For each line in the data below that holds "crate", return a copy.

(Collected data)
▼

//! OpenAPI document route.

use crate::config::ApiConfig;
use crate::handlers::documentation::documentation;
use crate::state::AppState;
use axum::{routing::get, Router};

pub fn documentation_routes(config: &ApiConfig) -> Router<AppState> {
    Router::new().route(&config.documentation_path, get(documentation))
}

▲

→ **Task response**
use crate::config::ApiConfig;
use crate::handlers::documentation::documentation;
use crate::state::AppState;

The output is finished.